Abstract
With conventional imaging techniques such as planar lymphoscintigraphy and SPECT/CT, preoperative sentinel node (SN) identification can be difficult when the SN is near the primary tumor, as is the case in floor-of-mouth carcinomas. PET/CT lymphoscintigraphy may improve the detection and localization of such SNs. Methods: In this study, the clinical feasibility of PET/CT lymphoscintigraphy using 89Zr-nanocolloidal albumin was evaluated in 5 oral cancer patients. PET/CT lymphoscintigraphy was performed after peritumoral injection of 89Zr-nanocolloidal albumin. The routine SN procedure, including SPECT/CT using 99mTc-nanocolloidal albumin, was performed on the same patients 7–9 d after the injection of 89Zr-nanocolloidal albumin. Results: Comparison of radiocolloid distribution on PET/CT and SPECT/CT showed identical drainage patterns. Moreover, PET/CT was able to identify additional foci near the primary tumor. Conclusion: This pilot PET/CT study on SN detection indicated that lymphoscintigraphy using 89Zr-nanocolloidal albumin is feasible.
Sentinel nodes (SNs) near a primary tumor can be hidden by the high amount of radioactivity at the injection site. In such cases, the resolution of planar lymphoscintigraphy and SPECT/CT is limited (1).
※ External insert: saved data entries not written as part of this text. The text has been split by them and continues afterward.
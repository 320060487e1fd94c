use crate::api::AppSpec;
use crate::cron;
use crate::error::DeployResult;
use crate::pipeline::{Facts, Pipeline};
use crate::report;
use crate::ssh::in_dir;
use crate::template;

/// Name of the supervisor app slot and virtualenv.
pub const SUPERVISOR: &str = "supervisor";

impl Pipeline {
    /// Install supervisor in its own app slot and virtualenv,
    /// register the health-check cronjob, and start it.
    pub fn install_supervisor(&self, facts: Facts) -> DeployResult<Facts> {
        let s = &self.settings;
        let dir = s.supervisor_dir();

        report::step("Installing supervisor");
        let port = self.ensure_primary_app(SUPERVISOR)?;
        let facts = facts.with_supervisor_port(port);

        self.ensure_virtualenv(SUPERVISOR)?;

        if !self
            .remote
            .exists(&format!("{}/bin/supervisord", s.supervisor_ve_dir()))?
        {
            self.ve_run(SUPERVISOR, &s.home(), "pip install supervisor")?;
        }

        let conf = template::render_named(
            s,
            template::SUPERVISORD_CONF,
            &template::supervisord_vars(s, port),
        )?;
        self.remote
            .write_file(&conf, &format!("{dir}/supervisord.conf"), None)?;

        let script = template::render_named(
            s,
            template::START_SUPERVISOR,
            &template::start_supervisor_vars(s),
        )?;
        self.remote
            .write_file(&script, &format!("{dir}/start_supervisor.sh"), Some(0o750))?;

        cron::install(self.remote.as_ref(), &cron::supervisor_healthcheck(s))?;

        self.remote.exec(&format!("mkdir -p {dir}/conf.d"))?;

        match self.remote.exec_interactive(&in_dir(
            &dir,
            "./start_supervisor.sh stop && ./start_supervisor.sh start",
        )) {
            Ok(()) => report::success("Supervisor started"),
            Err(e) => report::warn(&format!("Supervisor did not restart cleanly: {e}")),
        }

        Ok(facts)
    }

    /// Ask supervisor to reread its config, reload, and restart the
    /// project's program.
    pub fn restart_app(&self) -> DeployResult<()> {
        let dir = self.settings.supervisor_dir();

        report::step(&format!("Restarting {}", self.settings.project_name));
        self.ve_run(
            SUPERVISOR,
            &dir,
            "supervisorctl reread && supervisorctl reload",
        )?;
        self.ve_run(
            SUPERVISOR,
            &dir,
            &format!("supervisorctl restart {}", self.settings.project_name),
        )
    }

    pub fn supervisor_status(&self) -> DeployResult<()> {
        self.ve_run(
            SUPERVISOR,
            &self.settings.supervisor_dir(),
            "supervisorctl status",
        )
    }

    /// Create (or find) a custom app with port and return its port.
    ///
    /// An existing slot is reused with the port the API reports; any
    /// other failure aborts the run.
    pub fn ensure_primary_app(&self, name: &str) -> DeployResult<u16> {
        match self.resources().ensure_app(&AppSpec::custom_with_port(name)) {
            Ok(app) => {
                let created = app.was_created();
                let port = app.into_inner().port;
                if created {
                    report::success(&format!("App {name} created on port {port}"));
                } else {
                    report::warn(&format!("App {name} already exists, reusing port {port}"));
                }
                Ok(port)
            }
            Err(e) => {
                report::failure(&format!("Could not create app {name}: {e}"));
                Err(e)
            }
        }
    }
}
//! Crontab entries on the remote host.

use crate::cmd::shell_quote;
use crate::error::{DeployError, DeployResult};
use crate::provision::Provisioned;
use crate::settings::Settings;
use crate::ssh::Remote;

const ADDED: &str = "added";
const PRESENT: &str = "present";

/// Append `line` to the remote user's crontab unless an identical
/// line is already there.
pub fn install(remote: &dyn Remote, line: &str) -> DeployResult<Provisioned<()>> {
    let quoted = shell_quote(line);
    let reply = remote.exec(&format!(
        "if crontab -l 2>/dev/null | grep -qxF {quoted}; then echo {PRESENT}; \
         else {{ crontab -l 2>/dev/null; echo {quoted}; }} | crontab - && echo {ADDED}; fi"
    ))?;
    match reply.trim() {
        ADDED => Ok(Provisioned::Created(())),
        PRESENT => Ok(Provisioned::Existing(())),
        other => Err(DeployError::SshFailed(format!(
            "unexpected reply while installing cron line: {other}"
        ))),
    }
}

/// Every 10 minutes, start supervisord if it is not running.
#[must_use]
pub fn supervisor_healthcheck(settings: &Settings) -> String {
    format!(
        "*/10 * * * * {}/start_supervisor.sh start",
        settings.supervisor_dir()
    )
}

/// Daily at 01:00, dump the project database into `~/db_backups`.
#[must_use]
pub fn database_dump(settings: &Settings) -> String {
    format!(
        "0 1 * * * /usr/local/pgsql/bin/pg_dump -Fp -b -U {user} {db} \
         > $HOME/db_backups/{db}.sql 2>> $HOME/db_backups/cron.log",
        user = settings.pg_database_user,
        db = settings.pg_database_name,
    )
}
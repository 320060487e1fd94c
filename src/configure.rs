use std::fmt::Debug;

use crate::api::{
    AppInfo, AppSpec, DbInfo, DomainInfo, WebsiteInfo, WebsiteSpec, media_app_name,
    static_app_name,
};
use crate::error::DeployResult;
use crate::pipeline::Pipeline;
use crate::provision::Provisioned;
use crate::report;

#[derive(Debug, Clone, PartialEq, Eq)]
pub enum StepStatus {
    Created,
    Existing,
    Failed(String),
}

#[derive(Debug, Clone, PartialEq, Eq)]
pub struct StepOutcome {
    pub resource: String,
    pub status: StepStatus,
}

/// What [`Pipeline::configure`] did for each resource.
#[derive(Debug, Clone, Default, PartialEq, Eq)]
pub struct ConfigureReport {
    pub steps: Vec<StepOutcome>,
}

impl ConfigureReport {
    #[must_use]
    pub fn has_failures(&self) -> bool {
        self.steps
            .iter()
            .any(|s| matches!(s.status, StepStatus::Failed(_)))
    }

    #[must_use]
    pub fn status_of(&self, resource: &str) -> Option<&StepStatus> {
        self.steps
            .iter()
            .find(|s| s.resource == resource)
            .map(|s| &s.status)
    }

    fn record<T: Debug>(&mut self, resource: &str, result: DeployResult<Provisioned<T>>) {
        let status = match result {
            Ok(Provisioned::Created(_)) => StepStatus::Created,
            Ok(Provisioned::Existing(_)) => StepStatus::Existing,
            Err(e) => StepStatus::Failed(e.to_string()),
        };
        self.steps.push(StepOutcome {
            resource: resource.to_string(),
            status,
        });
    }
}

fn announce<T: Debug>(
    what: &str,
    result: DeployResult<Provisioned<T>>,
) -> DeployResult<Provisioned<T>> {
    match &result {
        Ok(outcome) if outcome.was_created() => {
            report::success(&format!("{what} created: {:?}", outcome.get()));
        }
        Ok(_) => report::warn(&format!("{what} already exists")),
        Err(e) => report::failure(&format!("Could not create {what}: {e}")),
    }
    result
}

impl Pipeline {
    /// Provision the hosting resources around app `app`, register
    /// the dump cronjob, and load local data onto the remote.
    ///
    /// A failing resource is recorded and the next one is still
    /// attempted. Only the final data load can abort.
    pub fn configure(&self, app: &str) -> DeployResult<ConfigureReport> {
        let mut outcome = ConfigureReport::default();

        outcome.record(&media_app_name(app), self.create_app_media(app));
        outcome.record(&static_app_name(app), self.create_app_static(app));
        outcome.record("domain", self.create_domain(app));
        outcome.record("website", self.create_website(app));
        outcome.record(
            "database",
            self.create_db(&self.settings.pg_database_name),
        );

        outcome.record("cronjob", self.add_cronjob());

        self.load_to_remote()?;
        Ok(outcome)
    }

    pub fn create_app_media(&self, app: &str) -> DeployResult<Provisioned<AppInfo>> {
        let name = media_app_name(app);
        let spec = AppSpec::symlink_static(
            &name,
            &format!("{}/media/", self.settings.project_parent_dir),
        );
        announce(&format!("Media app {name}"), self.resources().ensure_app(&spec))
    }

    pub fn create_app_static(&self, app: &str) -> DeployResult<Provisioned<AppInfo>> {
        let name = static_app_name(app);
        let spec = AppSpec::symlink_static(
            &name,
            &format!("{}/static_root/", self.settings.project_django_dir),
        );
        announce(&format!("Static app {name}"), self.resources().ensure_app(&spec))
    }

    /// Ensure `<app>.<user>.<suffix>` exists.
    pub fn create_domain(&self, app: &str) -> DeployResult<Provisioned<DomainInfo>> {
        let domain = format!("{}.{}", self.settings.user, self.settings.domain_suffix);
        announce(
            &format!("Domain {app}.{domain}"),
            self.resources().ensure_domain(&domain, app),
        )
    }

    pub fn create_website(&self, website: &str) -> DeployResult<Provisioned<WebsiteInfo>> {
        let s = &self.settings;
        let spec = WebsiteSpec::for_project(website, &s.ip_host, &s.user, &s.domain_suffix);
        announce(
            &format!("Website {website}"),
            self.resources().ensure_website(&spec),
        )
    }

    pub fn create_db(&self, name: &str) -> DeployResult<Provisioned<DbInfo>> {
        announce(
            &format!("PostgreSQL database {name}"),
            self.resources().ensure_db(name, "postgresql"),
        )
    }
}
For oral cancer, this is especially true for tumors located in the floor of the mouth that drain to lingual lymph nodes or level I lymph nodes (2,3), which may explain the significantly lower sensitivity of the SN procedure for floor-of-mouth tumors than for other sites in the oral cavity (80% vs. 97%) (4).
PET provides dynamic 3-dimensional information at a higher spatial resolution and, thus, improves anatomic localization—of particular importance in the complex anatomy of the neck, with its abundant lymph nodes (i.e., about 150 on each side). In addition, improved visualization of lymphatic vessels may result in better differentiation between first- and second-echelon lymph nodes. Therefore, we hypothesized that PET might perform better than γ-camera–based techniques.
Recently, we developed 89Zr-nanocolloidal albumin for lymphatic mapping and SN detection using PET/CT. The potential of this tracer was shown preclinically in a rabbit lymphogenic metastasis model (5).
The present study aimed to evaluate the feasibility of PET/CT lymphoscintigraphy using 89Zr-nanocolloidal albumin in patients with early-stage oral cavity carcinoma and to obtain initial clinical experience in a head-to-head comparison with γ-camera–based imaging using 99mTc-nanocolloidal albumin.
MATERIALS AND METHODS
Patients
The study included 5 previously untreated patients with early-stage oral cancer who were scheduled for transoral excision and the SN procedure. Each patient had a clinically negative neck as assessed by ultrasound-guided fine-needle aspiration cytology. Three of the patients had a paramedian floor-of-mouth carcinoma, and 2 had a lateral tongue carcinoma. The study was approved by the Medical Ethics Committee of the VU University Medical Center and the National Competent Authority. All patients gave written informed consent before inclusion.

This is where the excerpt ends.